Even recently it is said that in Saugor no Bania dare go past a Bundela Rājpūt’s house without getting down from his pony and folding up his umbrella. In Hindu slang a ‘Chhatawāli’ or carrier of an umbrella was a term for a smart young man; as in the line, ‘An umbrella has two kinds of ribs; two women are quarrelling for the love of him who carries it.’ Now that the umbrella is free to all, and may be bought for a rupee or less in the bazār, the prestige which once attached to it has practically disappeared. But some flavour of its old associations may still cling to it in the minds of the sais and ayah who proudly parade to a festival carrying umbrellas spread over them to shade their dusky features from the sun; though the Rāja, in obedience to the dictates of fashion, has discarded the umbrella for a sola-topi.


1 This article is based on papers by Mr. Vithal Rao, Naib-Tahsīldār, Bilāspur, and Messrs. Kanhya Lāl and Pyāre Lāl Misra of the Gazetteer office.

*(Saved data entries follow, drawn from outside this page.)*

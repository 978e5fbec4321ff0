//! Download engine
//!
//! - Chunk planning and ranged transfers with per-chunk resume
//! - Bounded per-file chunk parallelism
//! - Single-stream fallback for servers that do not honour ranges
//! - Atomic assembly into the destination
//! - Clean pause/resume/cancel and graceful shutdown

pub mod assembler;
mod chunk_downloader;
mod control;
mod download_task;
mod manager;
pub mod planner;
mod progress;
mod retry;
mod shared;
pub mod transport;
mod worker_pool;

pub use chunk_downloader::{ChunkDownloader, ChunkResult};
pub use control::{StopReason, TransferControl};
pub use download_task::{DownloadTask, TaskOutcome};
pub use manager::{DownloadEngine, ShutdownReport};
pub use progress::{spawn_reporter, ProgressTracker, ProgressView};
pub use retry::RetryPolicy;
pub use transport::{HttpTransport, Transport};
pub use worker_pool::DownloadWorkerPool;
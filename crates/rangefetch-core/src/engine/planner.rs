//! Chunk planning - splits a resource into byte ranges

use crate::engine::transport::ResourceInfo;
use crate::error::EngineError;
use rangefetch_types::FileChunk;
use std::ops::Range;
use std::path::Path;
use tracing::info;

/// Most chunks one resource may be split into
pub const MAX_CHUNKS: u64 = 1 << 20;

/// Partition `[0, total_size)` into contiguous ranges of at most `chunk_size`
/// bytes. The last range takes whatever is left. A zero-byte resource gets one
/// empty range so the destination file is still created.
///
/// Fails if the split would need more than [`MAX_CHUNKS`] ranges.
pub fn plan_ranges(total_size: u64, chunk_size: u64) -> Result<Vec<Range<u64>>, EngineError> {
    if chunk_size == 0 {
        return Err(EngineError::Validation("chunk size must be greater than zero".into()));
    }

    if total_size == 0 {
        return Ok(vec![0..0]);
    }

    let count = total_size.div_ceil(chunk_size);
    if count > MAX_CHUNKS {
        return Err(EngineError::Validation(format!(
            "{} bytes in chunks of {} needs {} chunks, more than {}",
            total_size, chunk_size, count, MAX_CHUNKS
        )));
    }
    let ranges = (0..count)
        .map(|i| {
            let start = i * chunk_size;
            start..start.saturating_add(chunk_size).min(total_size)
        })
        .collect();

    Ok(ranges)
}

/// Plan the chunks for one download.
///
/// Falls back to a single chunk over the whole resource when the server did
/// not advertise range support or the size is unknown.
pub fn plan(
    url: &str,
    resource: &ResourceInfo,
    chunk_size: u64,
    work_dir: &Path,
) -> Result<Vec<FileChunk>, EngineError> {
    let total_size = match resource.total_size {
        Some(size) if resource.accepts_ranges => size,
        other => {
            info!(
                "Planning single chunk for {} (size: {:?}, ranges: {})",
                url, other, resource.accepts_ranges
            );
            if chunk_size == 0 {
                return Err(EngineError::Validation("chunk size must be greater than zero".into()));
            }
            return Ok(vec![FileChunk::new(0, url.to_string(), part_path(work_dir, 0), 0, other)]);
        }
    };

    let chunks: Vec<FileChunk> = plan_ranges(total_size, chunk_size)?
        .into_iter()
        .enumerate()
        .map(|(index, range)| {
            let index = index as u32;
            FileChunk::new(
                index,
                url.to_string(),
                part_path(work_dir, index),
                range.start,
                Some(range.end),
            )
        })
        .collect();

    info!(
        "Planned {} chunks of up to {} bytes for {} ({} bytes)",
        chunks.len(),
        chunk_size,
        url,
        total_size
    );
    Ok(chunks)
}

/// Part file for chunk `index` inside a request's working directory
pub fn part_path(work_dir: &Path, index: u32) -> std::path::PathBuf {
    work_dir.join(format!("chunk_{}.part", index))
}

#[cfg(test)]
mod tests {
    use super::*;
    use proptest::prelude::*;

    fn ranged(size: u64) -> ResourceInfo {
        ResourceInfo {
            total_size: Some(size),
            accepts_ranges: true,
        }
    }

    #[test]
    fn test_ten_kib_in_four_kib_chunks() {
        let chunks = plan("http://host/file", &ranged(10 * 1024), 4 * 1024, Path::new("/w")).unwrap();
        let sizes: Vec<_> = chunks.iter().map(|c| c.len().unwrap()).collect();
        assert_eq!(sizes, vec![4096, 4096, 2048]);
        assert_eq!(chunks[2].start, 8192);
        assert_eq!(chunks[2].end, Some(10240));
        assert_eq!(chunks[1].part_path, Path::new("/w/chunk_1.part"));
    }

    #[test]
    fn test_zero_size_gets_one_empty_chunk() {
        let chunks = plan("http://host/empty", &ranged(0), 1024, Path::new("/w")).unwrap();
        assert_eq!(chunks.len(), 1);
        assert!(chunks[0].is_empty());
    }

    #[test]
    fn test_exact_multiple_has_no_empty_tail() {
        assert_eq!(plan_ranges(8192, 4096).unwrap(), vec![0..4096, 4096..8192]);
    }

    #[test]
    fn test_zero_chunk_size_rejected() {
        assert!(matches!(plan_ranges(10, 0), Err(EngineError::Validation(_))));
    }

    #[test]
    fn test_no_range_support_falls_back_to_single_chunk() {
        let info = ResourceInfo {
            total_size: Some(10 * 1024),
            accepts_ranges: false,
        };
        let chunks = plan("http://host/file", &info, 1024, Path::new("/w")).unwrap();
        assert_eq!(chunks.len(), 1);
        assert_eq!(chunks[0].start, 0);
        assert_eq!(chunks[0].end, Some(10 * 1024));
    }

    #[test]
    fn test_unknown_size_is_open_ended() {
        let info = ResourceInfo {
            total_size: None,
            accepts_ranges: true,
        };
        let chunks = plan("http://host/stream", &info, 1024, Path::new("/w")).unwrap();
        assert_eq!(chunks.len(), 1);
        assert!(chunks[0].is_open_ended());
    }

    #[test]
    fn test_huge_sizes_do_not_overflow() {
        assert_eq!(
            plan_ranges(u64::MAX, u64::MAX - 1).unwrap(),
            vec![0..u64::MAX - 1, u64::MAX - 1..u64::MAX]
        );
        assert_eq!(plan_ranges(u64::MAX, u64::MAX).unwrap(), vec![0..u64::MAX]);
    }

    #[test]
    fn test_too_many_chunks_rejected() {
        assert!(matches!(plan_ranges(u64::MAX, 1), Err(EngineError::Validation(_))));
        assert!(matches!(
            plan_ranges(MAX_CHUNKS + 1, 1),
            Err(EngineError::Validation(_))
        ));
        assert_eq!(plan_ranges(MAX_CHUNKS, 1).unwrap().len() as u64, MAX_CHUNKS);

        let info = ranged(u64::MAX);
        assert!(plan("http://host/huge", &info, 4096, Path::new("/w")).is_err());
    }

    proptest! {
        #[test]
        fn prop_ranges_partition_exactly(total in 0u64..5_000_000, chunk in 1u64..1_000_000) {
            let ranges = plan_ranges(total, chunk).unwrap();
            let mut cursor = 0;
            for (i, range) in ranges.iter().enumerate() {
                prop_assert_eq!(range.start, cursor);
                prop_assert!(range.end - range.start <= chunk);
                if i + 1 < ranges.len() {
                    prop_assert_eq!(range.end - range.start, chunk);
                }
                cursor = range.end;
            }
            prop_assert_eq!(cursor, total);
        }

        #[test]
        fn prop_large_totals_partition_or_refuse(total in 1u64..=u64::MAX, chunk in 1u64..=u64::MAX) {
            match plan_ranges(total, chunk) {
                Ok(ranges) => {
                    prop_assert!(ranges.len() as u64 <= MAX_CHUNKS);
                    let mut cursor = 0;
                    for range in &ranges {
                        prop_assert_eq!(range.start, cursor);
                        prop_assert!(range.end > range.start);
                        prop_assert!(range.end - range.start <= chunk);
                        cursor = range.end;
                    }
                    prop_assert_eq!(cursor, total);
                }
                Err(_) => prop_assert!(total.div_ceil(chunk) > MAX_CHUNKS),
            }
        }
    }
}
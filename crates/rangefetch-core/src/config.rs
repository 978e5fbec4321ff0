//! Loading and validating engine configuration

use crate::error::EngineError;
use rangefetch_types::EngineConfig;
use std::path::Path;
use tracing::info;

/// Load a configuration from a JSON file. Missing fields take their defaults.
pub async fn load_from_file<P: AsRef<Path>>(path: P) -> Result<EngineConfig, EngineError> {
    let path = path.as_ref();
    let content = tokio::fs::read_to_string(path).await?;
    let config = load_from_str(&content)?;
    info!("Loaded engine configuration from {:?}", path);
    Ok(config)
}

/// Parse and validate a configuration from a JSON string
pub fn load_from_str(content: &str) -> Result<EngineConfig, EngineError> {
    let config: EngineConfig = serde_json::from_str(content)?;
    validate(&config)?;
    Ok(config)
}

/// Reject configurations the engine cannot run with
pub fn validate(config: &EngineConfig) -> Result<(), EngineError> {
    let positive = [
        ("thread_pool_size", config.thread_pool_size as u64),
        ("max_concurrent_downloads", config.max_concurrent_downloads as u64),
        ("per_file_chunk_concurrency", config.per_file_chunk_concurrency as u64),
        ("chunk_size", config.chunk_size),
        ("max_retry_attempts", config.max_retry_attempts as u64),
        ("queue_capacity", config.queue_capacity as u64),
        ("read_timeout_secs", config.read_timeout_secs),
        ("connection_timeout_secs", config.connection_timeout_secs),
    ];
    for (name, value) in positive {
        if value == 0 {
            return Err(EngineError::Config(format!("{} must be greater than zero", name)));
        }
    }

    if config.progress_reporting && config.progress_interval_ms == 0 {
        return Err(EngineError::Config(
            "progress_interval_ms must be greater than zero when progress reporting is on".into(),
        ));
    }

    if config.retry_backoff_base_ms > config.retry_backoff_max_ms {
        return Err(EngineError::Config(format!(
            "retry_backoff_base_ms ({}) exceeds retry_backoff_max_ms ({})",
            config.retry_backoff_base_ms, config.retry_backoff_max_ms
        )));
    }

    if config.request_timeout_secs == Some(0) {
        return Err(EngineError::Config("request_timeout_secs must be greater than zero".into()));
    }

    Ok(())
}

2 Crooke, Tribes and Castes, art. Kol.

3 Aegle Marmelos.

4 Butea frondosa.

5 Nāg, a cobra.

6 Kept woman, a term applied to a widow.

7 Moor’s Hindu Infanticide, p. 133.

8 James Forbes, Oriental Memoirs, i. p. 313.

9 Rajendra Lāl Mitra, Indo-Aryans, i. p. 263.

10 Journal of Indian Art and Industry, xvi., April 1912, p. 3.

11 Dr. Jevons, Introduction to the History of Religion, p. 60.

12 Private Life of an Eastern King, p. 294.

13 Hobson-Jobson, s.v. ‘Roundel.’

14 Old English manuscript quoted by Sir R. Temple in Ind. Ant. (December 1904), p. 316.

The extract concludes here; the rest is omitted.